(Data under study Opens)

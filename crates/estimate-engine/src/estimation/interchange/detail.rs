use super::xml::{Attrs, XmlWriter};
use super::InterchangeDocument;
use crate::estimation::geometry::{calculate_dim_vars, DimVars, OpeningDeductions};
use crate::estimation::inspection::Room;
use crate::estimation::settlement::SettledLineItem;

const DEFAULT_LEVEL: &str = "Main Level";
const GENERAL_GROUP: &str = "General";

/// Render the detail document: estimate → level → room groups with dimension
/// variables, opening deductions and line items.
pub fn render_detail(document: &InterchangeDocument<'_>) -> String {
    let mut xml = XmlWriter::new();
    let mut line_number: u32 = 0;

    xml.open("GENERIC_ROUGHDRAFT", Attrs::new());
    xml.open("LINE_ITEM_DETAIL", Attrs::new());
    xml.open(
        "GROUP",
        Attrs::new()
            .text("type", "estimate")
            .text("name", document.claim.claim_number.as_str()),
    );

    for (level, rooms) in levels(document.rooms) {
        xml.open("GROUP", Attrs::new().text("type", "level").text("name", level));
        for room in rooms {
            write_room(&mut xml, room, &document.summary.items, &mut line_number);
        }
        xml.close("GROUP");
    }

    let unassigned: Vec<&SettledLineItem> = document
        .summary
        .items
        .iter()
        .filter(|item| item.room_id.is_none())
        .collect();
    if !unassigned.is_empty() {
        xml.open(
            "GROUP",
            Attrs::new().text("type", "general").text("name", GENERAL_GROUP),
        );
        write_items(&mut xml, unassigned, &mut line_number);
        xml.close("GROUP");
    }

    xml.close("GROUP");
    xml.close("LINE_ITEM_DETAIL");
    xml.close("GENERIC_ROUGHDRAFT");
    xml.finish()
}

/// Rooms grouped by structure, in order of first appearance.
fn levels(rooms: &[Room]) -> Vec<(&str, Vec<&Room>)> {
    let mut levels: Vec<(&str, Vec<&Room>)> = Vec::new();
    for room in rooms {
        let level = room
            .structure
            .as_deref()
            .filter(|name| !name.trim().is_empty())
            .unwrap_or(DEFAULT_LEVEL);
        match levels.iter_mut().find(|(name, _)| *name == level) {
            Some((_, members)) => members.push(room),
            None => levels.push((level, vec![room])),
        }
    }
    levels
}

fn write_room(
    xml: &mut XmlWriter,
    room: &Room,
    items: &[SettledLineItem],
    line_number: &mut u32,
) {
    xml.open(
        "GROUP",
        Attrs::new()
            .text("type", "room")
            .text("name", room.name.as_str())
            .text("roomId", room.room_id.as_str())
            .text("roomType", room.room_type.as_str()),
    );

    if let Some(dimensions) = &room.dimensions {
        let report = calculate_dim_vars(dimensions, &room.openings);
        xml.open(
            "ROOM_DIM_VARS",
            Attrs::new()
                .number("length", dimensions.length)
                .number("width", dimensions.width)
                .number("height", dimensions.height)
                .opt_number("wallThickness", dimensions.wall_thickness)
                .opt_number("orientation", dimensions.orientation),
        );
        xml.empty("BEFORE_MW", dim_var_attrs(&report.before_mw));
        xml.empty("AFTER_MW", dim_var_attrs(&report.after_mw));
        xml.close("ROOM_DIM_VARS");
        write_openings(xml, &report.deductions);
    }

    let room_items: Vec<&SettledLineItem> = items
        .iter()
        .filter(|item| item.room_id.as_deref() == Some(room.room_id.as_str()))
        .collect();
    write_items(xml, room_items, line_number);

    xml.close("GROUP");
}

fn dim_var_attrs(vars: &DimVars) -> Attrs {
    vars.attributes()
        .into_iter()
        .fold(Attrs::new(), |attrs, (name, value)| attrs.number(name, value))
}

fn write_openings(xml: &mut XmlWriter, deductions: &OpeningDeductions) {
    xml.open(
        "OPENINGS",
        Attrs::new().number("totalDeduction", deductions.total_area),
    );
    for opening in &deductions.openings {
        xml.empty(
            "OPENING",
            Attrs::new()
                .text("type", opening.opening_type.label())
                .number("width", opening.width)
                .number("height", opening.height)
                .integer("quantity", opening.quantity)
                .number("area", opening.area)
                .opt_text("wall", opening.wall.as_deref())
                .flag("toFloor", opening.goes_to_floor)
                .flag("toCeiling", opening.goes_to_ceiling)
                .flag("defaulted", opening.defaulted),
        );
    }
    xml.close("OPENINGS");
}

fn write_items(xml: &mut XmlWriter, items: Vec<&SettledLineItem>, line_number: &mut u32) {
    xml.open("ITEMS", Attrs::new());
    for item in items {
        *line_number += 1;
        xml.empty(
            "ITEM",
            Attrs::new()
                .integer("lineNum", *line_number)
                .text("cat", item.category.as_str())
                .text("desc", item.description.as_str())
                .number("qty", item.quantity)
                .text("unit", item.unit.label())
                .number("unitPrice", item.unit_price)
                .number("total", item.total_price)
                .number("overhead", item.overhead)
                .number("profit", item.profit)
                .number("taxRate", item.tax_rate)
                .number("tax", item.tax)
                .number("rcv", item.rcv)
                .number("depPct", item.depreciation_pct)
                .text("depType", item.depreciation_type.label())
                .number("depAmount", item.depreciation_amount)
                .number("acv", item.acv)
                .text("coverage", item.coverage.code()),
        );
    }
    xml.close("ITEMS");
}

(Data under study Closes)

**Action item**:
Your reply should repeat the entries above in full, with every character intact.

**Result of the task**:
filename crates/estimate-engine/src/estimation/interchange/detail.rs
use super::xml::{Attrs, XmlWriter};
use super::InterchangeDocument;
use crate::estimation::geometry::{calculate_dim_vars, DimVars, OpeningDeductions};
use crate::estimation::inspection::Room;
use crate::estimation::settlement::SettledLineItem;

const DEFAULT_LEVEL: &str = "Main Level";
const GENERAL_GROUP: &str = "General";

/// Render the detail document: estimate → level → room groups with dimension
/// variables, opening deductions and line items.
pub fn render_detail(document: &InterchangeDocument<'_>) -> String {
    let mut xml = XmlWriter::new();
    let mut line_number: u32 = 0;

    xml.open("GENERIC_ROUGHDRAFT", Attrs::new());
    xml.open("LINE_ITEM_DETAIL", Attrs::new());
    xml.open(
        "GROUP",
        Attrs::new()
            .text("type", "estimate")
            .text("name", document.claim.claim_number.as_str()),
    );

    for (level, rooms) in levels(document.rooms) {
        xml.open("GROUP", Attrs::new().text("type", "level").text("name", level));
        for room in rooms {
            write_room(&mut xml, room, &document.summary.items, &mut line_number);
        }
        xml.close("GROUP");
    }

    let unassigned: Vec<&SettledLineItem> = document
        .summary
        .items
        .iter()
        .filter(|item| item.room_id.is_none())
        .collect();
    if !unassigned.is_empty() {
        xml.open(
            "GROUP",
            Attrs::new().text("type", "general").text("name", GENERAL_GROUP),
        );
        write_items(&mut xml, unassigned, &mut line_number);
        xml.close("GROUP");
    }

    xml.close("GROUP");
    xml.close("LINE_ITEM_DETAIL");
    xml.close("GENERIC_ROUGHDRAFT");
    xml.finish()
}

/// Rooms grouped by structure, in order of first appearance.
fn levels(rooms: &[Room]) -> Vec<(&str, Vec<&Room>)> {
    let mut levels: Vec<(&str, Vec<&Room>)> = Vec::new();
    for room in rooms {
        let level = room
            .structure
            .as_deref()
            .filter(|name| !name.trim().is_empty())
            .unwrap_or(DEFAULT_LEVEL);
        match levels.iter_mut().find(|(name, _)| *name == level) {
            Some((_, members)) => members.push(room),
            None => levels.push((level, vec![room])),
        }
    }
    levels
}

fn write_room(
    xml: &mut XmlWriter,
    room: &Room,
    items: &[SettledLineItem],
    line_number: &mut u32,
) {
    xml.open(
        "GROUP",
        Attrs::new()
            .text("type", "room")
            .text("name", room.name.as_str())
            .text("roomId", room.room_id.as_str())
            .text("roomType", room.room_type.as_str()),
    );

    if let Some(dimensions) = &room.dimensions {
        let report = calculate_dim_vars(dimensions, &room.openings);
        xml.open(
            "ROOM_DIM_VARS",
            Attrs::new()
                .number("length", dimensions.length)
                .number("width", dimensions.width)
                .number("height", dimensions.height)
                .opt_number("wallThickness", dimensions.wall_thickness)
                .opt_number("orientation", dimensions.orientation),
        );
        xml.empty("BEFORE_MW", dim_var_attrs(&report.before_mw));
        xml.empty("AFTER_MW", dim_var_attrs(&report.after_mw));
        xml.close("ROOM_DIM_VARS");
        write_openings(xml, &report.deductions);
    }

    let room_items: Vec<&SettledLineItem> = items
        .iter()
        .filter(|item| item.room_id.as_deref() == Some(room.room_id.as_str()))
        .collect();
    write_items(xml, room_items, line_number);

    xml.close("GROUP");
}

fn dim_var_attrs(vars: &DimVars) -> Attrs {
    vars.attributes()
        .into_iter()
        .fold(Attrs::new(), |attrs, (name, value)| attrs.number(name, value))
}

fn write_openings(xml: &mut XmlWriter, deductions: &OpeningDeductions) {
    xml.open(
        "OPENINGS",
        Attrs::new().number("totalDeduction", deductions.total_area),
    );
    for opening in &deductions.openings {
        xml.empty(
            "OPENING",
            Attrs::new()
                .text("type", opening.opening_type.label())
                .number("width", opening.width)
                .number("height", opening.height)
                .integer("quantity", opening.quantity)
                .number("area", opening.area)
                .opt_text("wall", opening.wall.as_deref())
                .flag("toFloor", opening.goes_to_floor)
                .flag("toCeiling", opening.goes_to_ceiling)
                .flag("defaulted", opening.defaulted),
        );
    }
    xml.close("OPENINGS");
}

fn write_items(xml: &mut XmlWriter, items: Vec<&SettledLineItem>, line_number: &mut u32) {
    xml.open("ITEMS", Attrs::new());
    for item in items {
        *line_number += 1;
        xml.empty(
            "ITEM",
            Attrs::new()
                .integer("lineNum", *line_number)
                .text("cat", item.category.as_str())
                .text("desc", item.description.as_str())
                .number("qty", item.quantity)
                .text("unit", item.unit.label())
                .number("unitPrice", item.unit_price)
                .number("total", item.total_price)
                .number("overhead", item.overhead)
                .number("profit", item.profit)
                .number("taxRate", item.tax_rate)
                .number("tax", item.tax)
                .number("rcv", item.rcv)
                .number("depPct", item.depreciation_pct)
                .text("depType", item.depreciation_type.label())
                .number("depAmount", item.depreciation_amount)
                .number("acv", item.acv)
                .text("coverage", item.coverage.code()),
        );
    }
    xml.close("ITEMS");
}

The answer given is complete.